- **Exercise instructions**
Beginning with the first line, copy out each line of the material until the line containing "result and records" has been copied as well.

---------- Dataset entries ----------

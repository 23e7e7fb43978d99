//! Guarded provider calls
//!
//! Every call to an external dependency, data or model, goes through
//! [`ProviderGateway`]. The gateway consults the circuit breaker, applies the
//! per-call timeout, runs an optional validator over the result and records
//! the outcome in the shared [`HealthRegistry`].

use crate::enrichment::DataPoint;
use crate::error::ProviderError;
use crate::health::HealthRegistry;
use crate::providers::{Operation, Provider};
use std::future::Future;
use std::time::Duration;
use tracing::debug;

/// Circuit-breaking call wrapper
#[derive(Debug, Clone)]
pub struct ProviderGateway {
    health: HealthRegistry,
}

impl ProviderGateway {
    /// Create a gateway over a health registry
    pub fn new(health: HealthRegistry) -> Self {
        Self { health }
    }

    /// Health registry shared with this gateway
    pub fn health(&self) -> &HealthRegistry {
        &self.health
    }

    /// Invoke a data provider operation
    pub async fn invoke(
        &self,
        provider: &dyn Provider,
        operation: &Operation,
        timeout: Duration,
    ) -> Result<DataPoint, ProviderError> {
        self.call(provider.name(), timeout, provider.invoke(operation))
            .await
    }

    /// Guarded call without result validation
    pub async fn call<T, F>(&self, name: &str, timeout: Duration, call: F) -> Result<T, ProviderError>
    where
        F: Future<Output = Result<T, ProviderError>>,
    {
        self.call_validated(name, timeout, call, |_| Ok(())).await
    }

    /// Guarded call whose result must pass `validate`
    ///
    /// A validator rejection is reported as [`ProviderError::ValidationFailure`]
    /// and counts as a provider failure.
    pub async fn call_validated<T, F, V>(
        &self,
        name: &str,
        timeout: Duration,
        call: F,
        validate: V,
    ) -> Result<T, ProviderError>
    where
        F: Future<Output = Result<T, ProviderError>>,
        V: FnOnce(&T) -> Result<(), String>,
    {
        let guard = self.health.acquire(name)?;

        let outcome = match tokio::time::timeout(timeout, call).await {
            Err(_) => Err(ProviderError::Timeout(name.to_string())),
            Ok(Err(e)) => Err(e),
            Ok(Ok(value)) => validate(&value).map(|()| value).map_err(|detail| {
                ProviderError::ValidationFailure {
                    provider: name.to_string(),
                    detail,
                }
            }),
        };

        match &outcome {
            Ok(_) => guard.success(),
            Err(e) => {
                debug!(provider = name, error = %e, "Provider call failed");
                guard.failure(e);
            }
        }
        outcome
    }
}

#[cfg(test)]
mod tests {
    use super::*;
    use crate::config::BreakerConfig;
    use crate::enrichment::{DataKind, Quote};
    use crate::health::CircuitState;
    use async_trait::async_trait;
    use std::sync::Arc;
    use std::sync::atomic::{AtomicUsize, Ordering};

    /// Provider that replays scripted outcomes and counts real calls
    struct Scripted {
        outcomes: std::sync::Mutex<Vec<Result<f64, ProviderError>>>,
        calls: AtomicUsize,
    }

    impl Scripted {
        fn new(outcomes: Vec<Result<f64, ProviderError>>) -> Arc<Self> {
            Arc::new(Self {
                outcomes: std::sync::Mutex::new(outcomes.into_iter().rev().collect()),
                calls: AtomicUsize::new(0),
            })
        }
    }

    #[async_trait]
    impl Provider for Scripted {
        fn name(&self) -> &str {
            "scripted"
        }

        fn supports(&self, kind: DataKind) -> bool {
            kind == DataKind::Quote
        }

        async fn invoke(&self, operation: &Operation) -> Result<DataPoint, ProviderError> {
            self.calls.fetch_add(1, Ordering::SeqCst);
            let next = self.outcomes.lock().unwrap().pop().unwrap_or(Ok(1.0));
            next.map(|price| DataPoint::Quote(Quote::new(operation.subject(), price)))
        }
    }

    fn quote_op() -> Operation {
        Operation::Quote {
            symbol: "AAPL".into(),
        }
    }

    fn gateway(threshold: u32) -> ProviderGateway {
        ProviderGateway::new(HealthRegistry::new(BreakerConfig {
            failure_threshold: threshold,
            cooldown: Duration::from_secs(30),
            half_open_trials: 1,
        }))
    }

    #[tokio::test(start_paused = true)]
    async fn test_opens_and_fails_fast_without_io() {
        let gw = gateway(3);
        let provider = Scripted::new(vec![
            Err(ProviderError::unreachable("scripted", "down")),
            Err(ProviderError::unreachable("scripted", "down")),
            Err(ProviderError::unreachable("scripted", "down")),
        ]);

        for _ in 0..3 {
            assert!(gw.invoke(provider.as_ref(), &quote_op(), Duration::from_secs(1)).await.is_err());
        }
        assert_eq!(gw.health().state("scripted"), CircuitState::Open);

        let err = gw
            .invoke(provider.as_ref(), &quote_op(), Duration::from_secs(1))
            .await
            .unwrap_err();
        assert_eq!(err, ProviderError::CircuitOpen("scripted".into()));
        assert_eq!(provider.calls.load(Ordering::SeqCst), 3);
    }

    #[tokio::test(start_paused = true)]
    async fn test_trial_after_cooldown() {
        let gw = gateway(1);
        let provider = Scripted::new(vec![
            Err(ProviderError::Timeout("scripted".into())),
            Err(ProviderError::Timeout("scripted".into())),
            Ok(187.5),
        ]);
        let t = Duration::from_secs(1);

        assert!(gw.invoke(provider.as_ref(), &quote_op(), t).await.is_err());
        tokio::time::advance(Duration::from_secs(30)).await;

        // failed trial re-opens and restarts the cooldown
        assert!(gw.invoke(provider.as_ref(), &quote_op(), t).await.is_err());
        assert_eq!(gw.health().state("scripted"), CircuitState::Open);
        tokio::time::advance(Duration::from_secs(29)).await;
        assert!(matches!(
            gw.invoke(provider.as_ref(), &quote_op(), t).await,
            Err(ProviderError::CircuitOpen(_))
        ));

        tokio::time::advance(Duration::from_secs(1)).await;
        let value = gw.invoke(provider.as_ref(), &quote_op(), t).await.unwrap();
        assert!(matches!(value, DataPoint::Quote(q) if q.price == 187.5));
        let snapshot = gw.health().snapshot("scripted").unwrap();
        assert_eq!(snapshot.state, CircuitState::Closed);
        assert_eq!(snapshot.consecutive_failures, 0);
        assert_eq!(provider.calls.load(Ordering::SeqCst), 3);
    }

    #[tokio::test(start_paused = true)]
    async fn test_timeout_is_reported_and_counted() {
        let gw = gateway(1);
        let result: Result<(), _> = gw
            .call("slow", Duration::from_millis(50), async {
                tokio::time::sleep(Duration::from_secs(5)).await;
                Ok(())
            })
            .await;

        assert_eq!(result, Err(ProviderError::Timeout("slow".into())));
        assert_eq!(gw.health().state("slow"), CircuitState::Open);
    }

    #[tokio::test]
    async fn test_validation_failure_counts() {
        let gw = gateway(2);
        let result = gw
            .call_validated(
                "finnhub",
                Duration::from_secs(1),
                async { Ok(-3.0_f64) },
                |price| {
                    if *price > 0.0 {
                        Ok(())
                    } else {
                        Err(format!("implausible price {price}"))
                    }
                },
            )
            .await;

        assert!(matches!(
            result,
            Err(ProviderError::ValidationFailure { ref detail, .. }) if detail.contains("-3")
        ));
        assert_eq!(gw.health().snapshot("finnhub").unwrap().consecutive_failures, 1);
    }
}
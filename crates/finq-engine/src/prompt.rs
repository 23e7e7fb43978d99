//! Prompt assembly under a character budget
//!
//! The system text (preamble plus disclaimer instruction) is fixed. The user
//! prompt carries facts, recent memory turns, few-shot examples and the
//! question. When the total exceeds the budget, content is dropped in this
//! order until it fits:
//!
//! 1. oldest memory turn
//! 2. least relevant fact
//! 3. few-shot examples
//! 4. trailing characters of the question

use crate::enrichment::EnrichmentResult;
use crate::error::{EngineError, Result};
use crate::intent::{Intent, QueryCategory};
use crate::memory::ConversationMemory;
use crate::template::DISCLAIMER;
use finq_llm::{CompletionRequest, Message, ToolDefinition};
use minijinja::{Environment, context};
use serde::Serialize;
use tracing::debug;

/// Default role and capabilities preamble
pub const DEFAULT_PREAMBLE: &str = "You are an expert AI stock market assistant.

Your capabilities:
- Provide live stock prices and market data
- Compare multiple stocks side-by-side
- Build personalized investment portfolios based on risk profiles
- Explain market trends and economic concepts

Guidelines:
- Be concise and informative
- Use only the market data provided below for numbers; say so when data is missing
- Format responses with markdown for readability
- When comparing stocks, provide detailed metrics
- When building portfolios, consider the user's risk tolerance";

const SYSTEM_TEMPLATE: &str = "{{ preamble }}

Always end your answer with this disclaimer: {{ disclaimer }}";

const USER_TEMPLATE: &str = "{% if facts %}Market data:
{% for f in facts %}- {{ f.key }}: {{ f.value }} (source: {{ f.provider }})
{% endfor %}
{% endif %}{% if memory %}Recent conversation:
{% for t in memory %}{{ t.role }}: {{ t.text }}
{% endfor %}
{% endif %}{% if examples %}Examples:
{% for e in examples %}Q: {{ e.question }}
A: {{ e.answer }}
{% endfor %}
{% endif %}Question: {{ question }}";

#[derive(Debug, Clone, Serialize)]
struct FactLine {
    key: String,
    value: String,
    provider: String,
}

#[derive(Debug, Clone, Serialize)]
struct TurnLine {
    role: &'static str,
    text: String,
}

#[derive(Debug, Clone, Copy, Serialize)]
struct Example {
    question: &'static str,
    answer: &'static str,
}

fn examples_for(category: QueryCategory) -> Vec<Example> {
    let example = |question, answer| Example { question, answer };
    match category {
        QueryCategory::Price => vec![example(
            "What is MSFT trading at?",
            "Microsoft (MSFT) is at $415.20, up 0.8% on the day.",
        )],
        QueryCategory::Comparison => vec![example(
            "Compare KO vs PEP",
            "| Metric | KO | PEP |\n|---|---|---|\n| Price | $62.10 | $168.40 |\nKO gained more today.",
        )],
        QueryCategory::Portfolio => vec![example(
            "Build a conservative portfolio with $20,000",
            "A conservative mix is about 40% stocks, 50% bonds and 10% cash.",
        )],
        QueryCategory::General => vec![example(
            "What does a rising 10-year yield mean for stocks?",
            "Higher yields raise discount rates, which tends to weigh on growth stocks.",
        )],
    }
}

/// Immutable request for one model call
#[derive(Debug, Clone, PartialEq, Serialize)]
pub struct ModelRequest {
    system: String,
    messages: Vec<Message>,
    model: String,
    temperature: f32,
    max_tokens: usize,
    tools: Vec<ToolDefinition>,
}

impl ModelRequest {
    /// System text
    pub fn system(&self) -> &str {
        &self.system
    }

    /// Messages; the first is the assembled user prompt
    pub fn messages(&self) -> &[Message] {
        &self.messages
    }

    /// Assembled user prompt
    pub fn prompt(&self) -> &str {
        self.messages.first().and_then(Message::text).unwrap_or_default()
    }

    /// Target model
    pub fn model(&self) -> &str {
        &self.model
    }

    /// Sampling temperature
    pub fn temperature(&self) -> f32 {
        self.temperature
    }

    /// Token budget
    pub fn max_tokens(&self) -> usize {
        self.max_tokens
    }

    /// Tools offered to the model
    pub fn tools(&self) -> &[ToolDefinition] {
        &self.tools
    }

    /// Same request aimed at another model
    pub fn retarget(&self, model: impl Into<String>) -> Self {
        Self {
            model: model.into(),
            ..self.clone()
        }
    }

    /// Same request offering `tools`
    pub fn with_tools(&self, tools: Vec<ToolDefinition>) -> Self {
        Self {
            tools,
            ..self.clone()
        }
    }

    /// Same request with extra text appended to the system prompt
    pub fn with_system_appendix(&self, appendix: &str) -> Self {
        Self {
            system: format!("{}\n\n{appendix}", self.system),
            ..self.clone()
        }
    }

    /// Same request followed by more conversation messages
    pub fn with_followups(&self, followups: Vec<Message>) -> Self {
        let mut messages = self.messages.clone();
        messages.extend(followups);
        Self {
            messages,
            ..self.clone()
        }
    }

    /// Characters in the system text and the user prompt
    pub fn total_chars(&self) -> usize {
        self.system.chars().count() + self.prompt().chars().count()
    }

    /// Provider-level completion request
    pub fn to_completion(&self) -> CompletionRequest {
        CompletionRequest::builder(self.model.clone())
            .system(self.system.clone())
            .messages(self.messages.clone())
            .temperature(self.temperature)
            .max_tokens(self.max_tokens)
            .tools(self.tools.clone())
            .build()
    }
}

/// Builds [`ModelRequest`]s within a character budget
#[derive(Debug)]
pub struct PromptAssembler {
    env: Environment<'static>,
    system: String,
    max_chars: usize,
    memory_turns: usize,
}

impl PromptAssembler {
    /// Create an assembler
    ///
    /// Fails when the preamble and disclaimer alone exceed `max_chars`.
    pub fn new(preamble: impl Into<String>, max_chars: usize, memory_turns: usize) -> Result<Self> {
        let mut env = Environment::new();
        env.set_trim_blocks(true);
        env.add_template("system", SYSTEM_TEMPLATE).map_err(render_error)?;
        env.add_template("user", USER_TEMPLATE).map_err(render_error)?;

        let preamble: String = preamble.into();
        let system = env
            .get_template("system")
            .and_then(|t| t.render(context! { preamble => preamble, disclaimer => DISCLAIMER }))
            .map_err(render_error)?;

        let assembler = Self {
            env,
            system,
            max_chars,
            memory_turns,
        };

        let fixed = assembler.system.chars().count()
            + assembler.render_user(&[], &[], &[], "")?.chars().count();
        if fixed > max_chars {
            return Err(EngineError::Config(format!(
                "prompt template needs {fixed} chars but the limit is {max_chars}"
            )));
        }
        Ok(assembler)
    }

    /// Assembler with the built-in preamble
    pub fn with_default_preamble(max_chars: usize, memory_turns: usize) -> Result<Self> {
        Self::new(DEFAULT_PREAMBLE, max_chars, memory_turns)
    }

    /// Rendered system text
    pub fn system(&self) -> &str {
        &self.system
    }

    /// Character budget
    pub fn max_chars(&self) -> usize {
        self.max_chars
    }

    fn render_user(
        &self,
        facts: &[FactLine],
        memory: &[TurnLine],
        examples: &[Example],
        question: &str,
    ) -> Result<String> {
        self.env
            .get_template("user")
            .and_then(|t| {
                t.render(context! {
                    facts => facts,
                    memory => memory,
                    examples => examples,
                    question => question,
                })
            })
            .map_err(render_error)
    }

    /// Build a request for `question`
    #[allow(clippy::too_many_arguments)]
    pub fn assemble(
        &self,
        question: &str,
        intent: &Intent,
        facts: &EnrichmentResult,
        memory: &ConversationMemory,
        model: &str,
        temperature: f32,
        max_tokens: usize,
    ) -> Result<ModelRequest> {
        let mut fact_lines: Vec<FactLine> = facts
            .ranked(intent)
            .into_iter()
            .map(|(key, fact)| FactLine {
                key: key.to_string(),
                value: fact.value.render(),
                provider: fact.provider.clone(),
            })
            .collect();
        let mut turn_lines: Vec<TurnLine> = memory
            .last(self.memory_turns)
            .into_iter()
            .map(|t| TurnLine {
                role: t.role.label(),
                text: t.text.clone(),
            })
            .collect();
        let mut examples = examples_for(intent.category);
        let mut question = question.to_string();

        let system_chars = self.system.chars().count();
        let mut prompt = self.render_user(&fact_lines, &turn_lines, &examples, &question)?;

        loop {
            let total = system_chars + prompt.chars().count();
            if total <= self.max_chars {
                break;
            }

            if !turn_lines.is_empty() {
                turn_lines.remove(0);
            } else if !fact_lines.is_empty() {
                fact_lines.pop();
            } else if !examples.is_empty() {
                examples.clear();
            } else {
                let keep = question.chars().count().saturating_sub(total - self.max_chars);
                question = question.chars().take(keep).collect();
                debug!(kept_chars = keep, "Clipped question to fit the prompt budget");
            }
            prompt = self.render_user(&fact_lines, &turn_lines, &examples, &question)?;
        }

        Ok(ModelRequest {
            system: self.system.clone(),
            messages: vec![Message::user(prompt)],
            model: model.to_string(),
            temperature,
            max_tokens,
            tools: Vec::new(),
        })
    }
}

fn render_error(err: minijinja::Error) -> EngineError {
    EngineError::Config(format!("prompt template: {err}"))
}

----------

- **Solution to the exercise**
repository 23e7e7fb43978d99
//! Guarded provider calls
//!
//! Every call to an external dependency, data or model, goes through
//! [`ProviderGateway`]. The gateway consults the circuit breaker, applies the
//! per-call timeout, runs an optional validator over the result and records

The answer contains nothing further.